The Home Stretch on the Camino de Santiago

Things started to get a little crazy on the homestretch into Santiago – the Camino had become a zoo!

pilgrims

I had been duly warned, but was blissed out on the last few days of walking and really didn’t pay attention to what I had been told!  The guide book warned me, a tour guide in O’Cebreiro had warned me, but I blissfully head off in the morning, relaxing in the green surroundings and the road ahead.  After all, this was Galicia and I had fallen in love with the region.

Camino de Santiago

It turned out that I would be walking with the hordes of tourist pilgrims that join the Camino for the final 100K of the trek, for that is all you need to receive your Compostela at the end of the journey.  The home stretch had become a business, and “touregrinos” were everywhere.  (Pilgrims who have their bags carried and all arrangements made by a tour company.)  To further compound the matter – I was on track to finish my Camino de Santiago on a national holiday.  Joining me were (what felt like) zillions of Spanish nationals and school groups on a one week vacation, all planning on arriving at the finish for the long weekend!  I had long since given up calling ahead to reserve a room and got a shock when I arrived in Triacastela to find the dreaded “completo” sign.  Basically, no more rooms at the inn.  I walked further into town, trying any and all accommodations that I passed.  Panic starting to set in, for the next town was a further 12K away, I sat down and systematically called every number in my guide book, each time, the answer “completo”.  I was looking down the barrel of a 33K day and was quickly running out of daylight.  With what felt like no options left, I called ahead to the next down and booked a room – if I was going to be walking into the dark, I wanted to know there would be a bed waiting.  As luck would have it, as I was walking out of town, I tried one last hotel – they were not listed in my book but were worth the try.  Someone was watching out for me as they had one last room.  Barely able to resist the urge to kiss the lady behind the bar, I quickly paid up and took the room.
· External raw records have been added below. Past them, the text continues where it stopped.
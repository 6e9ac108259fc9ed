//! # Boolean Coercion Properties
//!
//! Every accepted spelling decodes regardless of case and surrounding
//! whitespace; anything else is rejected.

use proptest::prelude::*;
use schemata_schema::{BoolSchema, Descriptor, Native, Value};

const TRUTHY: [&str; 7] = ["1", "yes", "y", "on", "true", "enable", "enabled"];
const FALSY: [&str; 7] = ["0", "no", "n", "off", "false", "disable", "disabled"];

fn respell(word: &str, upper: &[bool], pad: usize) -> String {
    let cased: String = word
        .chars()
        .zip(upper.iter().cycle())
        .map(|(c, up)| if *up { c.to_ascii_uppercase() } else { c })
        .collect();
    format!("{}{cased}{}", " ".repeat(pad), " ".repeat(pad))
}

proptest! {
    #[test]
    fn truthy_spellings_decode_true(
        word in prop::sample::select(TRUTHY.to_vec()),
        upper in prop::collection::vec(any::<bool>(), 1..8),
        pad in 0usize..3,
    ) {
        let decoded = BoolSchema::new().decode(&Value::from(respell(word, &upper, pad))).unwrap();
        prop_assert_eq!(decoded, Native::Bool(true));
    }

    #[test]
    fn falsy_spellings_decode_false(
        word in prop::sample::select(FALSY.to_vec()),
        upper in prop::collection::vec(any::<bool>(), 1..8),
        pad in 0usize..3,
    ) {
        let decoded = BoolSchema::new().decode(&Value::from(respell(word, &upper, pad))).unwrap();
        prop_assert_eq!(decoded, Native::Bool(false));
    }

    #[test]
    fn other_integers_are_rejected(n in any::<i64>().prop_filter("not 0 or 1", |n| *n != 0 && *n != 1)) {
        prop_assert!(BoolSchema::new().decode(&Value::from(n)).is_err());
        prop_assert!(BoolSchema::new().decode(&Value::from(n.to_string())).is_err());
    }

    #[test]
    fn decoded_values_encode_to_booleans(b in any::<bool>()) {
        let schema = BoolSchema::new();
        let encoded = schema.encode(&schema.decode(&Value::from(b)).unwrap()).unwrap();
        prop_assert_eq!(encoded, Value::Bool(b));
    }
}

#[test]
fn documented_rejections() {
    assert!(BoolSchema::new().decode(&Value::from("2")).is_err());
    assert!(BoolSchema::new().decode(&Value::from(2i64)).is_err());
    assert!(BoolSchema::new().decode(&Value::from("maybe")).is_err());
}
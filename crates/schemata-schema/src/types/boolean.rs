//! Booleans, decoded from the usual human spellings.

use schemata_core::{ConstraintError, Value};

use super::{scalar_compatibility, wrong_data, wrong_native, Candidate, CompatState, Descriptor, TypeKind};
use crate::native::{Native, NativeKind};

const TRUTHY: [&str; 7] = ["1", "yes", "y", "on", "true", "enable", "enabled"];
const FALSY: [&str; 7] = ["0", "no", "n", "off", "false", "disable", "disabled"];

/// Booleans, accepting the usual human spellings on decode.
#[derive(Debug, Clone, Copy, Default, PartialEq, Eq)]
pub struct BoolSchema;

impl BoolSchema {
    /// Create a bool descriptor.
    pub fn new() -> Self {
        Self
    }
}

fn invalid(shown: &str) -> ConstraintError {
    let mut valid: Vec<&str> = TRUTHY.iter().chain(FALSY.iter()).copied().collect();
    valid.sort_unstable();
    ConstraintError::new(format!(
        "'{shown}' is not a valid boolean value, expected one of: {}",
        schemata_core::error::quote_list(valid)
    ))
}

impl Descriptor for BoolSchema {
    fn kind(&self) -> TypeKind {
        TypeKind::Bool
    }

    fn native_kind(&self) -> NativeKind {
        NativeKind::Bool
    }

    fn decode(&self, data: &Value) -> Result<Native, ConstraintError> {
        let decoded = match data {
            Value::Bool(b) => *b,
            Value::Int(0) | Value::Uint(0) => false,
            Value::Int(1) | Value::Uint(1) => true,
            Value::Float(x) if *x == 0.0 => false,
            Value::Float(x) if *x == 1.0 => true,
            Value::Int(_) | Value::Uint(_) | Value::Float(_) => return Err(invalid(&data.to_string())),
            Value::String(s) => {
                let normalized = s.trim().to_lowercase();
                if TRUTHY.contains(&normalized.as_str()) {
                    true
                } else if FALSY.contains(&normalized.as_str()) {
                    false
                } else {
                    return Err(invalid(s));
                }
            }
            other => return Err(wrong_data("a boolean", other)),
        };
        Ok(Native::Bool(decoded))
    }

    fn validate(&self, value: &Native) -> Result<(), ConstraintError> {
        match value {
            Native::Bool(_) => Ok(()),
            other => Err(wrong_native("bool", other)),
        }
    }

    fn encode(&self, value: &Native) -> Result<Value, ConstraintError> {
        match value {
            Native::Bool(b) => Ok(Value::Bool(*b)),
            other => Err(wrong_native("bool", other)),
        }
    }

    fn compatible_with(&self, candidate: Candidate<'_>, _: &mut CompatState) -> Result<(), ConstraintError> {
        scalar_compatibility(self, candidate, &[TypeKind::Bool])
    }
}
My walk the next morning made me so happy to have been able to stay the night – the walk was beautiful, don’t get me wrong,  but I could not have imagined doing it in the dark.  I would have gotten lost for sure.  The terrain was gorgeous as I walked through farmland, but the markers at time were a little less than clear!  Being a little pedantic about directions, there were some challenges.

I was back to booking ahead and had a bunk booked in Sarria.  The old quarter of town was packed with pilgrims and I was beyond delighted to catch up with friends from the road, basically table hopping my way through tapas and dinner.

the route to Compostela

Sarria marks the final 115K to Santiago.  While hard to believe, the numbers of pilgrims and the crowds on the trail continued to rise.  It was getting harder to have a quiet stretch as the pilgrims marched along, at times almost like a line of ants on a mission.  Coffee shops were packed to standing room only.  The number of pilgrims with small day packs considerably out numbered those carrying all their possessions.  The feel of the Camino had undergone a radical switch.  I contemplated my options – get off the etapes of the Camino as outlined in the guidebooks?  Take an extra day and try to get away from the masses of people finishing on the national holiday?  Having been on the Camino for so long, I had a strong desire to finish – could I live with the crowds?  It would also be nice to finish with my friends – celebrate together in Santiago de Compostela.
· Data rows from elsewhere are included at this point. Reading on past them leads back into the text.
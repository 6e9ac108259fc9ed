//! # Generic Values
//!
//! [`Value`] is the dynamic, untyped side of every descriptor: what a schema
//! decodes *from* and encodes *to*. It is deliberately richer than
//! `serde_json::Value` in two ways:
//!
//! - Map keys are themselves values, so integer-keyed maps (such as enum
//!   value tables) survive a YAML round trip.
//! - Integers keep their signedness. Unsigned integers that fit in an `i64`
//!   are normalized to [`Value::Int`] on the way in; only values above
//!   `i64::MAX` remain [`Value::Uint`], which lets numeric descriptors reject
//!   them instead of truncating.
//!
//! `Value` has a total order (floats compare with `f64::total_cmp`) so that
//! it can be used as a `BTreeMap` key and so that every map iterates in a
//! stable order.

use std::cmp::Ordering;
use std::collections::BTreeMap;
use std::fmt;

use serde::ser::{SerializeMap, SerializeSeq};
use serde::{Serialize, Serializer};

/// A generic, dynamically-typed value.
#[derive(Debug, Clone)]
pub enum Value {
    /// Explicit null.
    Null,
    /// Boolean.
    Bool(bool),
    /// Signed integer.
    Int(i64),
    /// Unsigned integer too large for `i64`.
    Uint(u64),
    /// Floating point number.
    Float(f64),
    /// String.
    String(String),
    /// Ordered list.
    List(Vec<Value>),
    /// Map with value keys, iterated in key order.
    Map(BTreeMap<Value, Value>),
}

impl Value {
    /// Short name of the value's shape, used in error messages.
    pub fn type_name(&self) -> &'static str {
        match self {
            Value::Null => "null",
            Value::Bool(_) => "bool",
            Value::Int(_) | Value::Uint(_) => "integer",
            Value::Float(_) => "float",
            Value::String(_) => "string",
            Value::List(_) => "list",
            Value::Map(_) => "map",
        }
    }

    /// Returns true for [`Value::Null`].
    pub fn is_null(&self) -> bool {
        matches!(self, Value::Null)
    }

    /// Borrow the string if this is a [`Value::String`].
    pub fn as_str(&self) -> Option<&str> {
        match self {
            Value::String(s) => Some(s),
            _ => None,
        }
    }

    /// Borrow the list if this is a [`Value::List`].
    pub fn as_list(&self) -> Option<&[Value]> {
        match self {
            Value::List(items) => Some(items),
            _ => None,
        }
    }

    /// Borrow the map if this is a [`Value::Map`].
    pub fn as_map(&self) -> Option<&BTreeMap<Value, Value>> {
        match self {
            Value::Map(map) => Some(map),
            _ => None,
        }
    }

    /// Look up a string key in a map value.
    pub fn get(&self, key: &str) -> Option<&Value> {
        self.as_map()
            .and_then(|map| map.get(&Value::String(key.to_string())))
    }

    /// Convert from a parsed JSON document.
    pub fn from_json(json: &serde_json::Value) -> Self {
        match json {
            serde_json::Value::Null => Value::Null,
            serde_json::Value::Bool(b) => Value::Bool(*b),
            serde_json::Value::Number(n) => number_from_parts(n.as_i64(), n.as_u64(), n.as_f64()),
            serde_json::Value::String(s) => Value::String(s.clone()),
            serde_json::Value::Array(items) => {
                Value::List(items.iter().map(Value::from_json).collect())
            }
            serde_json::Value::Object(map) => Value::Map(
                map.iter()
                    .map(|(k, v)| (Value::String(k.clone()), Value::from_json(v)))
                    .collect(),
            ),
        }
    }

    /// Convert from a parsed YAML document. Tags are dropped.
    pub fn from_yaml(yaml: &serde_yaml::Value) -> Self {
        match yaml {
            serde_yaml::Value::Null => Value::Null,
            serde_yaml::Value::Bool(b) => Value::Bool(*b),
            serde_yaml::Value::Number(n) => number_from_parts(n.as_i64(), n.as_u64(), n.as_f64()),
            serde_yaml::Value::String(s) => Value::String(s.clone()),
            serde_yaml::Value::Sequence(items) => {
                Value::List(items.iter().map(Value::from_yaml).collect())
            }
            serde_yaml::Value::Mapping(map) => Value::Map(
                map.iter()
                    .map(|(k, v)| (Value::from_yaml(k), Value::from_yaml(v)))
                    .collect(),
            ),
            serde_yaml::Value::Tagged(tagged) => Value::from_yaml(&tagged.value),
        }
    }

    /// Parse a JSON document.
    pub fn parse_json(text: &str) -> Result<Self, serde_json::Error> {
        let json: serde_json::Value = serde_json::from_str(text)?;
        Ok(Value::from_json(&json))
    }

    /// Parse a YAML document.
    pub fn parse_yaml(text: &str) -> Result<Self, serde_yaml::Error> {
        let yaml: serde_yaml::Value = serde_yaml::from_str(text)?;
        Ok(Value::from_yaml(&yaml))
    }

    /// Convert to a JSON document. Non-string map keys are rendered with
    /// their `Display` form; non-finite floats become null.
    pub fn to_json(&self) -> serde_json::Value {
        match self {
            Value::Null => serde_json::Value::Null,
            Value::Bool(b) => serde_json::Value::Bool(*b),
            Value::Int(i) => serde_json::Value::from(*i),
            Value::Uint(u) => serde_json::Value::from(*u),
            Value::Float(f) => serde_json::Number::from_f64(*f)
                .map(serde_json::Value::Number)
                .unwrap_or(serde_json::Value::Null),
            Value::String(s) => serde_json::Value::String(s.clone()),
            Value::List(items) => serde_json::Value::Array(items.iter().map(Value::to_json).collect()),
            Value::Map(map) => serde_json::Value::Object(
                map.iter()
                    .map(|(k, v)| (k.to_string(), v.to_json()))
                    .collect(),
            ),
        }
    }

    fn rank(&self) -> u8 {
        match self {
            Value::Null => 0,
            Value::Bool(_) => 1,
            Value::Int(_) => 2,
            Value::Uint(_) => 3,
            Value::Float(_) => 4,
            Value::String(_) => 5,
            Value::List(_) => 6,
            Value::Map(_) => 7,
        }
    }
}

fn number_from_parts(int: Option<i64>, uint: Option<u64>, float: Option<f64>) -> Value {
    if let Some(i) = int {
        Value::Int(i)
    } else if let Some(u) = uint {
        Value::Uint(u)
    } else {
        Value::Float(float.unwrap_or(f64::NAN))
    }
}

impl PartialEq for Value {
    fn eq(&self, other: &Self) -> bool {
        self.cmp(other) == Ordering::Equal
    }
}

impl Eq for Value {}

impl PartialOrd for Value {
    fn partial_cmp(&self, other: &Self) -> Option<Ordering> {
        Some(self.cmp(other))
    }
}

impl Ord for Value {
    fn cmp(&self, other: &Self) -> Ordering {
        match (self, other) {
            (Value::Null, Value::Null) => Ordering::Equal,
            (Value::Bool(a), Value::Bool(b)) => a.cmp(b),
            (Value::Int(a), Value::Int(b)) => a.cmp(b),
            (Value::Uint(a), Value::Uint(b)) => a.cmp(b),
            (Value::Float(a), Value::Float(b)) => a.total_cmp(b),
            (Value::String(a), Value::String(b)) => a.cmp(b),
            (Value::List(a), Value::List(b)) => a.cmp(b),
            (Value::Map(a), Value::Map(b)) => a.iter().cmp(b.iter()),
            _ => self.rank().cmp(&other.rank()),
        }
    }
}

impl fmt::Display for Value {
    fn fmt(&self, f: &mut fmt::Formatter<'_>) -> fmt::Result {
        match self {
            Value::Null => write!(f, "null"),
            Value::Bool(b) => write!(f, "{b}"),
            Value::Int(i) => write!(f, "{i}"),
            Value::Uint(u) => write!(f, "{u}"),
            Value::Float(x) => write!(f, "{x}"),
            Value::String(s) => write!(f, "{s}"),
            Value::List(_) | Value::Map(_) => write!(f, "{}", self.to_json()),
        }
    }
}

impl Serialize for Value {
    fn serialize<S: Serializer>(&self, serializer: S) -> Result<S::Ok, S::Error> {
        match self {
            Value::Null => serializer.serialize_unit(),
            Value::Bool(b) => serializer.serialize_bool(*b),
            Value::Int(i) => serializer.serialize_i64(*i),
            Value::Uint(u) => serializer.serialize_u64(*u),
            Value::Float(x) => serializer.serialize_f64(*x),
            Value::String(s) => serializer.serialize_str(s),
            Value::List(items) => {
                let mut seq = serializer.serialize_seq(Some(items.len()))?;
                for item in items {
                    seq.serialize_element(item)?;
                }
                seq.end()
            }
            Value::Map(map) => {
                let mut out = serializer.serialize_map(Some(map.len()))?;
                for (k, v) in map {
                    out.serialize_entry(k, v)?;
                }
                out.end()
            }
        }
    }
}

impl From<bool> for Value {
    fn from(b: bool) -> Self {
        Value::Bool(b)
    }
}

impl From<i64> for Value {
    fn from(i: i64) -> Self {
        Value::Int(i)
    }
}

impl From<i32> for Value {
    fn from(i: i32) -> Self {
        Value::Int(i64::from(i))
    }
}

impl From<u64> for Value {
    fn from(u: u64) -> Self {
        i64::try_from(u).map(Value::Int).unwrap_or(Value::Uint(u))
    }
}

impl From<f64> for Value {
    fn from(x: f64) -> Self {
        Value::Float(x)
    }
}

impl From<&str> for Value {
    fn from(s: &str) -> Self {
        Value::String(s.to_string())
    }
}

impl From<String> for Value {
    fn from(s: String) -> Self {
        Value::String(s)
    }
}

impl<T: Into<Value>> From<Vec<T>> for Value {
    fn from(items: Vec<T>) -> Self {
        Value::List(items.into_iter().map(Into::into).collect())
    }
}

impl<K: Into<Value>, V: Into<Value>> FromIterator<(K, V)> for Value {
    fn from_iter<I: IntoIterator<Item = (K, V)>>(iter: I) -> Self {
        Value::Map(iter.into_iter().map(|(k, v)| (k.into(), v.into())).collect())
    }
}

#[cfg(test)]
mod tests {
    use super::*;

    #[test]
    fn json_numbers_are_widened_canonically() {
        let v = Value::parse_json(r#"{"a": 5, "b": 18446744073709551615, "c": 1.5}"#).unwrap();
        assert_eq!(v.get("a"), Some(&Value::Int(5)));
        assert_eq!(v.get("b"), Some(&Value::Uint(u64::MAX)));
        assert_eq!(v.get("c"), Some(&Value::Float(1.5)));
    }

    #[test]
    fn yaml_keeps_integer_keys() {
        let v = Value::parse_yaml("1: one\n2: two\n").unwrap();
        let map = v.as_map().unwrap();
        assert_eq!(map.get(&Value::Int(1)), Some(&Value::from("one")));
        assert_eq!(map.len(), 2);
    }

    #[test]
    fn yaml_tags_are_dropped() {
        let v = Value::parse_yaml("!custom 42").unwrap();
        assert_eq!(v, Value::Int(42));
    }

    #[test]
    fn to_json_stringifies_keys() {
        let v: Value = vec![(Value::Int(1), Value::from("a"))].into_iter().collect();
        assert_eq!(v.to_json(), serde_json::json!({"1": "a"}));
    }

    #[test]
    fn ordering_is_total() {
        let mut values = vec![
            Value::from("b"),
            Value::Float(f64::NAN),
            Value::Int(3),
            Value::Null,
            Value::Bool(true),
            Value::from("a"),
        ];
        values.sort();
        assert_eq!(values[0], Value::Null);
        assert_eq!(values[1], Value::Bool(true));
        assert_eq!(values[2], Value::Int(3));
        assert_eq!(values[4], Value::from("a"));
    }

    #[test]
    fn serializes_as_yaml() {
        let v = Value::parse_json(r#"{"name": "x", "items": [1, 2]}"#).unwrap();
        let yaml = serde_yaml::to_string(&v).unwrap();
        assert_eq!(Value::parse_yaml(&yaml).unwrap(), v);
    }

    #[test]
    fn from_u64_prefers_signed() {
        assert_eq!(Value::from(7_u64), Value::Int(7));
        assert_eq!(Value::from(u64::MAX), Value::Uint(u64::MAX));
    }
}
I pushed on.  I shifted my walking til later in the day and found the crowds more manageable.  I was consistently one of the last to leave the albergues in the morning which suited me just fine.  As summer had turned to fall, the sun was coming up later and later and I was not a fan of walking in the dark.  I could take my time at breakfast, leisurely enjoying my tea or hot chocolate.  I booked my rooms the night before and was not too worried.

I ran into a little trouble in Portomarin with a Spanish “touregrino” who snored.  He stayed up late, making lots of noise and keeping people up.  He was a tourist on the trail and the feeling I got from my fellow pilgrims was that this influx of pseudo pilgrims were not overly welcomed, but more on that story another time!

Day by day, the kilometres wound down, the atmosphere changed and there started to be a new excitement in the air, each way marker a countdown to the goal: the Cathedral and virtual finish line.  The weather was also starting to change – the rain Galicia was known for was threatening to fall.  Ponchos were at the ready.  I lucked out as I walked in to Castaneda – I made it to the albergue, but the heavens opened up!  I watched from my room as people continued by in the pouring rain, thrilled to have stopped one town earlier for the night!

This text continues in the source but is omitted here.